103 Ill. 438 | Ill. | 1882
delivered the opinion of the Court:
Plaintiffs in error exhibited their bill in the Perry circuit court, to correct and reform a deed to five acres of land conveyed by John White, Jr., the patentee, to his father; John White, Sr. He conveyed it to Samuel White, who died, leaving May White, his widow, and Eva White, his only child and heir. The bill alleges that John White, Jr., in conveying to his father, intended to convey five acres off the east side of the north-east quarter of the south-west quarter of section 6, township 4 south, range 4 west, in Perry county, but in drafting the deed a mistake was made, and it was described as being on the east side of that quarter section. The prayer of the bill was, that on a final hearing the deed from John White, Jr., to his father, be corrected according to the facts; that he be decreed and required to quitclaim the properly described lands; that the deed first made, so far as it applies to the south-east quarter of the south-west quarter of section 6, be for naught held, or that the error and mistake be corrected as the court may deem best, and for other and further relief. Defendant answered, admitting the mistake, but sets up another and different mistake, and that is, it was intended that John White, Jr., should convey to his father only a life estate in the five acres intended to be conveyed. The evidence on the hearing strongly tended to support the answer. To this answer a replication was filed, and on the hearing the court decreed that the deed be annulled, avoided and forever held for naught, and that complainants pay the costs.

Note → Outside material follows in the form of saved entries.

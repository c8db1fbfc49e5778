use std::fmt;
use std::process::ExitStatus;

use chrono::{DateTime, Utc};
use serde::{Deserialize, Serialize};

/// `pid` value of a result whose process never started.
pub const PID_NONE: i32 = -1;

pub(crate) const MSG_SUCCESS: &str = "success";
pub(crate) const MSG_DEFAULT: &str = "default msg";
pub(crate) const MSG_DETACHED: &str = "timeout too long, detach cmd";

/// Codes produced by the supervisor itself, never by the child.
#[derive(Debug, Clone, Copy, PartialEq, Eq)]
#[repr(i32)]
pub enum ReservedCode {
    /// Result was never filled in.
    Unset = 1001,
    /// The caller stopped waiting; the child may still be alive.
    Detached = 1002,
    /// The process could not be launched.
    StartFailed = 1003,
    /// Waiting failed, or the exit status carried neither code nor signal.
    UnknownFailure = 1004,
}

impl ReservedCode {
    pub fn from_code(code: i32) -> Option<Self> {
        match code {
            1001 => Some(Self::Unset),
            1002 => Some(Self::Detached),
            1003 => Some(Self::StartFailed),
            1004 => Some(Self::UnknownFailure),
            _ => None,
        }
    }
}

impl From<ReservedCode> for i32 {
    fn from(code: ReservedCode) -> Self {
        code as i32
    }
}

/// Whether `code` means "the supervisor couldn't tell" rather than a child status.
pub fn is_reserved_code(code: i32) -> bool {
    ReservedCode::from_code(code).is_some()
}

/// Outcome of one supervised run.
#[derive(Debug, Clone, PartialEq, Eq, Serialize, Deserialize)]
#[serde(rename_all = "camelCase")]
pub struct ExecResult {
    pub code: i32,
    pub err_msg: String,
    pub stdout: String,
    pub stderr: String,
    pub pid: i32,
    pub started_at: DateTime<Utc>,
    #[serde(rename = "stopedAt", alias = "stoppedAt")]
    pub stopped_at: DateTime<Utc>,
}

impl ExecResult {
    /// A result that has not been filled in yet.
    pub(crate) fn unset(now: DateTime<Utc>) -> Self {
        Self {
            code: ReservedCode::Unset.into(),
            err_msg: MSG_DEFAULT.to_string(),
            stdout: String::new(),
            stderr: String::new(),
            pid: PID_NONE,
            started_at: now,
            stopped_at: now,
        }
    }

    pub(crate) fn start_failed(err: &std::io::Error, at: DateTime<Utc>) -> Self {
        Self {
            code: ReservedCode::StartFailed.into(),
            err_msg: err.to_string(),
            ..Self::unset(at)
        }
    }

    pub(crate) fn detached(pid: Option<u32>, started_at: DateTime<Utc>, now: DateTime<Utc>) -> Self {
        Self {
            code: ReservedCode::Detached.into(),
            err_msg: MSG_DETACHED.to_string(),
            pid: pid.and_then(|p| i32::try_from(p).ok()).unwrap_or(PID_NONE),
            started_at,
            ..Self::unset(now)
        }
    }

    pub fn success(&self) -> bool {
        self.code == 0
    }

    pub fn is_reserved(&self) -> bool {
        is_reserved_code(self.code)
    }

    pub fn reserved(&self) -> Option<ReservedCode> {
        ReservedCode::from_code(self.code)
    }

    pub fn pid(&self) -> Option<u32> {
        u32::try_from(self.pid).ok()
    }
}

impl fmt::Display for ExecResult {
    fn fmt(&self, f: &mut fmt::Formatter<'_>) -> fmt::Result {
        match serde_json::to_string(self) {
            Ok(json) => f.write_str(&json),
            Err(e) => write!(f, "{e}"),
        }
    }
}

/// Map a wait outcome to `(code, message)`.
pub(crate) fn exit_outcome(status: std::io::Result<ExitStatus>) -> (i32, String) {
    match status {
        Ok(status) if status.success() => (0, MSG_SUCCESS.to_string()),
        Ok(status) => (extract_exit_code(status), status.to_string()),
        Err(e) => (ReservedCode::UnknownFailure.into(), e.to_string()),
    }
}

/// Extract exit code from ExitStatus, mapping signals to 128 + signal number
#[cfg(unix)]
fn extract_exit_code(status: ExitStatus) -> i32 {
    use std::os::unix::process::ExitStatusExt;
    status.code().unwrap_or_else(|| {
        status
            .signal()
            .map(|sig| 128 + sig)
            .unwrap_or(ReservedCode::UnknownFailure.into())
    })
}

#[cfg(not(unix))]
fn extract_exit_code(status: ExitStatus) -> i32 {
    status
        .code()
        .unwrap_or(ReservedCode::UnknownFailure.into())
}

#[cfg(test)]
mod tests {
    use super::*;

    fn sample() -> ExecResult {
        let at = DateTime::parse_from_rfc3339("2026-01-15T10:00:00Z")
            .unwrap()
            .with_timezone(&Utc);
        ExecResult {
            code: 0,
            err_msg: "success".to_string(),
            stdout: "hello\n".to_string(),
            stderr: String::new(),
            pid: 4242,
            started_at: at,
            stopped_at: at,
        }
    }

    #[test]
    fn reserved_codes_are_recognised() {
        for code in [1001, 1002, 1003, 1004] {
            assert!(is_reserved_code(code), "{code} should be reserved");
        }
        for code in [0, 1, 2, 127, 143, 1000, 1005] {
            assert!(!is_reserved_code(code), "{code} should not be reserved");
        }
    }

    #[test]
    fn reserved_code_round_trips_through_i32() {
        let code: i32 = ReservedCode::Detached.into();
        assert_eq!(code, 1002);
        assert_eq!(ReservedCode::from_code(code), Some(ReservedCode::Detached));
    }

    #[test]
    fn serializes_with_wire_field_names() {
        let json = serde_json::to_value(sample()).unwrap();
        assert_eq!(json["code"], 0);
        assert_eq!(json["errMsg"], "success");
        assert_eq!(json["stdout"], "hello\n");
        assert_eq!(json["stderr"], "");
        assert_eq!(json["pid"], 4242);
        assert!(json.get("startedAt").is_some());
        assert!(json.get("stopedAt").is_some());
        assert!(json.get("stoppedAt").is_none());
    }

    #[test]
    fn deserializes_either_stop_spelling() {
        let json = r#"{"code":3,"errMsg":"exit status: 3","stdout":"","stderr":"",
            "pid":7,"startedAt":"2026-01-15T10:00:00Z","stoppedAt":"2026-01-15T10:00:01Z"}"#;
        let result: ExecResult = serde_json::from_str(json).unwrap();
        assert_eq!(result.code, 3);
        assert_eq!(result.pid(), Some(7));
    }

    #[test]
    fn display_renders_json() {
        let rendered = sample().to_string();
        let parsed: ExecResult = serde_json::from_str(&rendered).unwrap();
        assert_eq!(parsed, sample());
    }

    #[test]
    fn unset_result_has_sentinels() {
        let result = ExecResult::unset(Utc::now());
        assert_eq!(result.reserved(), Some(ReservedCode::Unset));
        assert_eq!(result.err_msg, "default msg");
        assert_eq!(result.pid, PID_NONE);
        assert_eq!(result.pid(), None);
    }

    #[test]
    fn start_failure_has_identical_timestamps() {
        let at = Utc::now();
        let err = std::io::Error::new(std::io::ErrorKind::NotFound, "no such file");
        let result = ExecResult::start_failed(&err, at);
        assert_eq!(result.reserved(), Some(ReservedCode::StartFailed));
        assert_eq!(result.err_msg, "no such file");
        assert_eq!(result.started_at, result.stopped_at);
        assert_eq!(result.pid, PID_NONE);
    }

    #[test]
    fn detached_keeps_pid_and_start() {
        let started = Utc::now();
        let result = ExecResult::detached(Some(99), started, Utc::now());
        assert_eq!(result.reserved(), Some(ReservedCode::Detached));
        assert_eq!(result.err_msg, "timeout too long, detach cmd");
        assert_eq!(result.pid, 99);
        assert_eq!(result.started_at, started);
        assert!(result.is_reserved());
        assert!(!result.success());
    }

    #[test]
    fn wait_error_maps_to_unknown_failure() {
        let (code, msg) = exit_outcome(Err(std::io::Error::other("wait broke")));
        assert_eq!(code, 1004);
        assert_eq!(msg, "wait broke");
    }

    #[cfg(unix)]
    #[test]
    fn exit_status_mapping() {
        use std::os::unix::process::ExitStatusExt;

        let (code, msg) = exit_outcome(Ok(ExitStatus::from_raw(0)));
        assert_eq!((code, msg.as_str()), (0, "success"));

        // Raw wait status: exit code lives in the high byte.
        let (code, msg) = exit_outcome(Ok(ExitStatus::from_raw(3 << 8)));
        assert_eq!(code, 3);
        assert_eq!(msg, "exit status: 3");

        // Terminated by SIGTERM (15).
        let (code, _) = exit_outcome(Ok(ExitStatus::from_raw(15)));
        assert_eq!(code, 143);
    }
}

Defendant having failed to file a cross-bill, it is urged that it was' manifest error to grant specific relief to defendant on the answer—that under that state of the pleadings, according to the well recognized rules of practice, the court could do no more than dismiss the bill. According to the uniform practice of this and almost all courts of chancery, the court can never grant affirmative relief on the answer. To obtain such relief the defendant has the power to, and he must, file a cross-bill praying for the relief sought. This is the rule announced in Tarleton v. Vietes, 1 Gilm. 470, Edwards v. Helm, 4 Scam. 143, McConnell v. Hodson, 2 Gilm. 640, Mason v. McGirr, 28 Ill. 322, and McCagg v. Heacock, 42 id. 153, and a long list of other cases in this court might be cited announcing the same rule. It is so plain and elementary as to require the citation of no authority for its support, as it is familiar to the entire profession. In this there was clear and fatal error. Nor has defendant attempted to distinguish this case from those cited, except he claims the decree was in accordance with the prayer of the bill. This is undeniably a misconception. The prayer is for a correction of the deed by a further conveyance, so as to conform to the facts as charged in the bill. It asks to have that part of the deed which embraces a portion of the other forty acres of the quarter to which they make no claim, declared void, and nothing more. To hold the prayer asks the entire deed be declared void, would violate every rule of construction.
It is said that the merits of the case require the affirmance of the decree, and to reverse it would be to enforce technicalities and to produce hardship. In the administration of justice some form must be observed, and there are rules of practice that must be observed, and the one under consideration is of that character. It is plain, simple, and easy of application, and when not observed by counsel, and it produces hardship, it is of his own procurement, and not that of the law, nor can it relieve against such omissions.
This error must reverse the decree, and renders it unnecessary to discuss the other questions raised and discussed. The decree of the court below is reversed, and the cause remanded.